To be fair, we all knew the soybean bull’s day would finally come, and the potential for lower demand is just another bearish factor for a market that is already searching for daylight.
To figure out how we got here, it’s a good idea to look at where we’ve been. As the chart below shows, global soybean production has been in a general uptrend for years – mainly to feed China voracious demand – with producers all over the world rushing to respond to profitable prices. Manitoba has been a microcosm of the global trend, as soybean acres in that province rose steadily from 280,000 in 2008, to eventually top out at 2.29 million by 2017 – a meteoric rise of over 700%.
But in the world of markets, all good things must come to an end. Thanks to ever improving genetics and producer management, global soybean yields and supplies were already rising and prices softening by the time the U.S. and China threw down on a trade war over the summer that has seen China turn away its buying from the U.S., it’s former No. 1 supplier.

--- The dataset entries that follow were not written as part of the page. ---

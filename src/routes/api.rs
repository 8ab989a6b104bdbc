// SPDX-License-Identifier: MIT
// Copyright 2026 Roland Dreier <roland@rolandd.dev>

//! API routes for authenticated users.
//!
//! Each view is a stateless pipeline: independent upstream calls run in one
//! concurrent batch, dependent calls are sequenced after their dependency,
//! and the results are merged into a single response.

use crate::error::{AppError, Result};
use crate::middleware::auth::AuthUser;
use crate::models::{Agent, AgentQueue, CallQueue, PhoneNumber, ProductType};
use crate::AppState;
use axum::{
    extract::State,
    routing::get,
    Extension, Json, Router,
};
use futures_util::{stream, StreamExt, TryStreamExt};
use serde::{Deserialize, Serialize};
use std::sync::Arc;

/// Upper bound on in-flight upstream calls per fan-out batch.
const MAX_CONCURRENT_CALLS: usize = 10;

/// API routes (require a session; the auth middleware is applied in
/// routes/mod.rs).
pub fn routes() -> Router<Arc<AppState>> {
    Router::new()
        .route("/api/userinfo", get(get_userinfo))
        .route("/api/userphones", get(get_userphones))
        .route("/api/userqueues", get(get_userqueues).post(post_userqueues))
        .route("/api/useroptions", get(get_useroptions).post(post_useroptions))
}

// ─── User profile view ───────────────────────────────────────

#[derive(Serialize)]
pub struct UserInfoResponse {
    /// Phone numbers sorted primary-first
    pub numbers: Vec<PhoneNumber>,
    pub location_name: String,
}

/// Location details and phone numbers of the logged-in user, fetched
/// concurrently and merged.
async fn get_userinfo(
    State(state): State<Arc<AppState>>,
    Extension(auth): Extension<AuthUser>,
) -> Result<Json<UserInfoResponse>> {
    let user = &auth.user;

    // A session without a calling location should not exist (login filters
    // for it); degrade to an empty view instead of failing.
    let Some(location_id) = user.location_id.as_deref() else {
        tracing::warn!(person_id = %user.person_id, "Session user has no location");
        return Ok(Json(UserInfoResponse {
            numbers: vec![],
            location_name: String::new(),
        }));
    };

    tracing::debug!(person_id = %user.person_id, "Fetching location details and numbers");
    let (location, mut numbers) = tokio::try_join!(
        state.webex.location_details(location_id),
        state.webex.phone_numbers(&user.person_id),
    )?;

    numbers.sort_by(|a, b| b.phone_number_type.cmp(&a.phone_number_type));

    Ok(Json(UserInfoResponse {
        numbers,
        location_name: location.name,
    }))
}

// ─── User devices view ───────────────────────────────────────

#[derive(Serialize)]
pub struct UserPhonesResponse {
    pub success: bool,
    #[serde(skip_serializing_if = "Option::is_none")]
    pub message: Option<String>,
    #[serde(skip_serializing_if = "Option::is_none")]
    pub rows: Option<Vec<PhoneRow>>,
}

#[derive(Serialize)]
pub struct PhoneRow {
    pub model: String,
    pub mac: String,
    pub status: String,
}

/// Phones of the current user. Upstream failures surface as a structured
/// `{success: false}` body, not an error status.
async fn get_userphones(
    State(state): State<Arc<AppState>>,
    Extension(auth): Extension<AuthUser>,
) -> Json<UserPhonesResponse> {
    let user = &auth.user;

    tracing::debug!(person_id = %user.person_id, "Fetching user phones");
    let devices = match state.webex.list_devices(&user.person_id).await {
        Ok(devices) => devices,
        Err(e) => {
            tracing::error!(error = %e, "Fetching user phones failed");
            return Json(UserPhonesResponse {
                success: false,
                message: Some(e.to_string()),
                rows: None,
            });
        }
    };

    let rows = devices
        .into_iter()
        .filter(|d| d.product_type == ProductType::Phone)
        .map(|d| PhoneRow {
            model: d.product,
            mac: d.mac.as_deref().map(mac_with_colons).unwrap_or_default(),
            status: d.connection_status.unwrap_or_default(),
        })
        .collect();

    Json(UserPhonesResponse {
        success: true,
        message: None,
        rows: Some(rows),
    })
}

/// Reformat a MAC address received as 12 hex chars into colon-separated
/// octets for display.
fn mac_with_colons(mac: &str) -> String {
    mac.as_bytes()
        .chunks(2)
        .map(|octet| String::from_utf8_lossy(octet).to_lowercase())
        .collect::<Vec<_>>()
        .join(":")
}

// ─── Call-queue membership view ──────────────────────────────

#[derive(Serialize)]
pub struct UserQueuesResponse {
    pub success: bool,
    pub rows: Vec<QueueRow>,
}

#[derive(Serialize, Clone, Debug, PartialEq)]
pub struct QueueRow {
    pub name: String,
    pub location: String,
    #[serde(skip_serializing_if = "Option::is_none")]
    pub extension: Option<String>,
    pub join_info: JoinInfo,
}

#[derive(Serialize, Clone, Debug, PartialEq)]
pub struct JoinInfo {
    pub joined: bool,
    /// Composite id in the format "location_id.queue_id"
    pub location_and_queue_id: String,
    pub allow_join_enabled: bool,
}

/// Queues the current user is an agent of, with their join state.
///
/// Stage 1 fetches the agent's queue references with and without the CX
/// essentials variant concurrently; stage 2 fans out one detail fetch per
/// reference with bounded concurrency; stage 3 joins details back against
/// the user's agent entry without further I/O.
async fn get_userqueues(
    State(state): State<Arc<AppState>>,
    Extension(auth): Extension<AuthUser>,
) -> Result<Json<UserQueuesResponse>> {
    let user = &auth.user;

    tracing::debug!(person_id = %user.person_id, "Fetching agent queue references");
    let (mut references, with_cx_essentials) = tokio::try_join!(
        agent_queues_or_empty(&state, &user.person_id, false),
        agent_queues_or_empty(&state, &user.person_id, true),
    )?;
    references.extend(with_cx_essentials);

    tracing::debug!(
        count = references.len(),
        "Fetching call queue details for queues the user is agent of"
    );
    let webex = &state.webex;
    let detail_keys: Vec<(String, String)> = references
        .iter()
        .map(|q| (q.location_id.clone(), q.id.clone()))
        .collect();
    let details: Vec<CallQueue> = stream::iter(detail_keys)
        .map(|(location_id, queue_id)| async move {
            webex.queue_details(&location_id, &queue_id).await
        })
        .buffered(MAX_CONCURRENT_CALLS)
        .try_collect()
        .await?;

    let rows = rows_for_agent(&references, &details, &user.person_id);

    Ok(Json(UserQueuesResponse {
        success: true,
        rows,
    }))
}

/// Queue references for one variant of the agent queue listing; a 404 means
/// the variant has no data for this user and yields an empty list.
async fn agent_queues_or_empty(
    state: &Arc<AppState>,
    person_id: &str,
    has_cx_essentials: bool,
) -> Result<Vec<AgentQueue>> {
    match state.webex.agent_queues(person_id, has_cx_essentials).await {
        Ok(queues) => Ok(queues),
        Err(AppError::NotFound(_)) => Ok(vec![]),
        Err(e) => Err(e),
    }
}

/// Join queue references with their details, keeping only queues where the
/// user actually appears as an agent. Preserves reference order.
fn rows_for_agent(references: &[AgentQueue], details: &[CallQueue], person_id: &str) -> Vec<QueueRow> {
    references
        .iter()
        .zip(details)
        .filter_map(|(reference, detail)| {
            let agent = find_agent(detail, person_id)?;
            Some(QueueRow {
                name: reference.name.clone(),
                location: reference.location_name.clone(),
                extension: reference.extension.clone(),
                join_info: JoinInfo {
                    joined: agent.join_enabled,
                    location_and_queue_id: format!(
                        "{}.{}",
                        reference.location_id, reference.id
                    ),
                    allow_join_enabled: detail.allow_agent_join_enabled,
                },
            })
        })
        .collect()
}

fn find_agent<'a>(detail: &'a CallQueue, person_id: &str) -> Option<&'a Agent> {
    detail.agents.iter().find(|a| a.agent_id == person_id)
}

// ─── Call-queue membership update ────────────────────────────

#[derive(Deserialize)]
pub struct QueueJoinUpdate {
    /// Composite id in the format "location_id.queue_id"
    pub id: String,
    /// New joined state
    pub checked: bool,
}

#[derive(Serialize)]
pub struct SuccessResponse {
    pub success: bool,
}

/// Update the user's join state for one queue. The upstream API only
/// supports full-object updates, so the detail is fetched, patched in
/// memory, and resent wholesale.
async fn post_userqueues(
    State(state): State<Arc<AppState>>,
    Extension(auth): Extension<AuthUser>,
    Json(update): Json<QueueJoinUpdate>,
) -> Result<Json<SuccessResponse>> {
    let user = &auth.user;

    let (location_id, queue_id) = update
        .id
        .split_once('.')
        .filter(|(location_id, queue_id)| !location_id.is_empty() && !queue_id.is_empty())
        .ok_or_else(|| {
            AppError::BadRequest(format!(
                "id must have the format \"location_id.queue_id\", got \"{}\"",
                update.id
            ))
        })?;

    tracing::debug!(id = %update.id, "Fetching call queue details");
    let mut detail = state.webex.queue_details(location_id, queue_id).await?;

    // Unlike the read path, asserting membership in a queue the user is not
    // an agent of is an error.
    let agent = detail
        .agents
        .iter_mut()
        .find(|a| a.agent_id == user.person_id)
        .ok_or_else(|| {
            AppError::NotFound(format!("user is not an agent of queue \"{}\"", update.id))
        })?;
    agent.join_enabled = update.checked;

    tracing::debug!(queue = %detail.name, joined = update.checked, "Updating call queue");
    state
        .webex
        .update_queue(location_id, queue_id, &detail)
        .await?;

    Ok(Json(SuccessResponse { success: true }))
}

// ─── User options view ───────────────────────────────────────

#[derive(Serialize)]
pub struct UserOptionsResponse {
    pub success: bool,
    #[serde(rename = "callIntercept")]
    pub call_intercept: bool,
    #[serde(rename = "callWaiting")]
    pub call_waiting: bool,
}

/// Call intercept and call waiting status, fetched concurrently.
async fn get_useroptions(
    State(state): State<Arc<AppState>>,
    Extension(auth): Extension<AuthUser>,
) -> Result<Json<UserOptionsResponse>> {
    let user = &auth.user;

    tracing::debug!(person_id = %user.person_id, "Fetching call intercept and call waiting");
    let (intercept, waiting) = tokio::try_join!(
        state.webex.call_intercept(&user.person_id),
        state.webex.call_waiting(&user.person_id),
    )?;

    Ok(Json(UserOptionsResponse {
        success: true,
        call_intercept: intercept.enabled,
        call_waiting: waiting.enabled,
    }))
}

/// The two settings a user can toggle. Closed set: unknown ids fail at
/// deserialization before any upstream call is made.
#[derive(Debug, Clone, Copy, PartialEq, Eq, Deserialize)]
#[serde(rename_all = "camelCase")]
pub enum OptionId {
    CallIntercept,
    CallWaiting,
}

#[derive(Deserialize)]
pub struct OptionsUpdate {
    pub id: OptionId,
    pub checked: bool,
}

/// Update one of the user options.
async fn post_useroptions(
    State(state): State<Arc<AppState>>,
    Extension(auth): Extension<AuthUser>,
    Json(update): Json<OptionsUpdate>,
) -> Result<Json<SuccessResponse>> {
    let user = &auth.user;

    tracing::debug!(option = ?update.id, enabled = update.checked, "Updating user option");
    match update.id {
        OptionId::CallIntercept => {
            state
                .webex
                .configure_call_intercept(&user.person_id, update.checked)
                .await?
        }
        OptionId::CallWaiting => {
            state
                .webex
                .configure_call_waiting(&user.person_id, update.checked)
                .await?
        }
    }

    Ok(Json(SuccessResponse { success: true }))
}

China cutting back on consumption?
But more damaging still has been China’s efforts to not only source soybeans from other parts of the world, but to actually cut back on the amount of soy it consumes.
As the largest pork producer in the world, China is home to up to 700 million hogs. That means it needs an awful lot of soymeal to keep those hogs happy. But by cutting the soy ration for hogs from the typical 20% to 12%, China would achieve a demand reduction of up to 27 million tonnes of soybeans per year – an amount equal to 82% of Chinese soy imports from the U.S. last year, according to a recent analysis by Reuters.

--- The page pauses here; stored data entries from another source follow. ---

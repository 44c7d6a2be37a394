//! In-process stores. Nothing survives a restart; used by tests and for
//! dry runs against a live API.

use std::collections::{BTreeMap, HashMap, HashSet};
use std::sync::{Mutex, MutexGuard, PoisonError};

use async_trait::async_trait;
use chrono::{DateTime, Utc};

use crate::error::WardenResult;
use crate::model::{CorporationId, LedgerEntry, War, WarId};
use crate::ports::{WarLedger, WarRecordStore};

#[derive(Default)]
pub struct MemoryStore {
    records: Mutex<BTreeMap<WarId, War>>,
    ledgers: Mutex<HashMap<CorporationId, BTreeMap<WarId, LedgerEntry>>>,
}

impl MemoryStore {
    pub fn new() -> Self {
        Self::default()
    }

    fn records(&self) -> MutexGuard<'_, BTreeMap<WarId, War>> {
        self.records.lock().unwrap_or_else(PoisonError::into_inner)
    }

    fn ledgers(&self) -> MutexGuard<'_, HashMap<CorporationId, BTreeMap<WarId, LedgerEntry>>> {
        self.ledgers.lock().unwrap_or_else(PoisonError::into_inner)
    }
}

#[async_trait]
impl WarRecordStore for MemoryStore {
    async fn has_record(&self, war_id: WarId) -> WardenResult<bool> {
        Ok(self.records().contains_key(&war_id))
    }

    async fn save_record(&self, war: &War) -> WardenResult<()> {
        self.records().insert(war.id, war.clone());
        Ok(())
    }

    async fn remove_record(&self, war_id: WarId) -> WardenResult<()> {
        self.records().remove(&war_id);
        Ok(())
    }

    async fn prune_records(&self, keep: &HashSet<WarId>) -> WardenResult<usize> {
        let mut records = self.records();
        let before = records.len();
        records.retain(|id, _| keep.contains(id));
        Ok(before - records.len())
    }

    async fn record_ids(&self) -> WardenResult<Vec<WarId>> {
        Ok(self.records().keys().copied().collect())
    }

    async fn clear(&self) -> WardenResult<usize> {
        let mut records = self.records();
        let count = records.len();
        records.clear();
        Ok(count)
    }
}

#[async_trait]
impl WarLedger for MemoryStore {
    async fn entry(
        &self,
        corporation_id: CorporationId,
        war_id: WarId,
    ) -> WardenResult<Option<LedgerEntry>> {
        Ok(self
            .ledgers()
            .get(&corporation_id)
            .and_then(|ledger| ledger.get(&war_id))
            .cloned())
    }

    async fn entries(&self, corporation_id: CorporationId) -> WardenResult<Vec<LedgerEntry>> {
        Ok(self
            .ledgers()
            .get(&corporation_id)
            .map(|ledger| ledger.values().cloned().collect())
            .unwrap_or_default())
    }

    async fn upsert(
        &self,
        corporation_id: CorporationId,
        war: &War,
        observed_at: DateTime<Utc>,
    ) -> WardenResult<()> {
        let entry = LedgerEntry { corporation_id, war: war.clone(), observed_at };
        self.ledgers().entry(corporation_id).or_default().insert(war.id, entry);
        Ok(())
    }

    async fn wipe(&self, corporation_id: CorporationId) -> WardenResult<usize> {
        Ok(self.ledgers().remove(&corporation_id).map_or(0, |ledger| ledger.len()))
    }
}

Of course, the jury remains out on whether a reduction of that magnitude could ever be achieved or is even realistic, but it seems a safe bet that China will be trimming its soy use to at least some degree. And at a time when global soybean production has reached a new record high, that’s a supply-demand factor that cannot be ignored.

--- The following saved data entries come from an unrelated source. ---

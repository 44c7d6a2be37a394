//! On-demand sync and wipe.
//!
//! Both take the sync gate without waiting: a request that arrives while
//! the scheduler (or another request) holds it gets `409 Conflict`. The
//! work itself runs detached and completes even if the client disconnects.

use axum::{extract::State, http::StatusCode, Json};
use tracing::{info, warn};

use warden_core::maintenance::{self, WipeReport};
use warden_core::{sync, SyncReport, WardenError};

use super::{internal, ApiError};
use crate::state::AppState;

fn busy() -> ApiError {
    (StatusCode::CONFLICT, "A sync or wipe is already running".to_string())
}

pub async fn run_sync(State(state): State<AppState>) -> Result<Json<SyncReport>, ApiError> {
    let guard = state.gate.clone().try_lock_owned().map_err(|_| busy())?;
    info!("Sync requested over HTTP");

    let ctx = state.ctx.clone();
    match sync::detached(guard, async move { sync::run_cycle(&ctx).await }).await {
        Ok(report) => Ok(Json(report)),
        Err(e @ WardenError::CandidateFetch(_)) => {
            warn!(error = %e, "Requested sync aborted");
            Err((StatusCode::BAD_GATEWAY, e.to_string()))
        }
        Err(e) => Err(internal(e)),
    }
}

pub async fn wipe(State(state): State<AppState>) -> Result<Json<WipeReport>, ApiError> {
    let guard = state.gate.clone().try_lock_owned().map_err(|_| busy())?;
    info!("Wipe requested over HTTP");

    let ctx = state.ctx.clone();
    let report = sync::detached(guard, async move { maintenance::wipe(&ctx).await })
        .await
        .map_err(internal)?;
    Ok(Json(report))
}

In its latest Grain Market Report, the International Grains Council pegged worldwide soybean production for 2018-19 at 369 million tonnes, a 9% increase over a year earlier. And even with a projected increase in total use from a year earlier, global soybean ending stocks are seen jumping nearly 30% to 54 million – the highest ever.
The massive increase in global supplies was already one major strike against the soybean market. Declining demand is certainly another.
Sometimes when the news is most bearish, the market is bottoming.
The real question facing farmers is this: Have soybean prices fallen far enough to account for the rising production and declining consumption?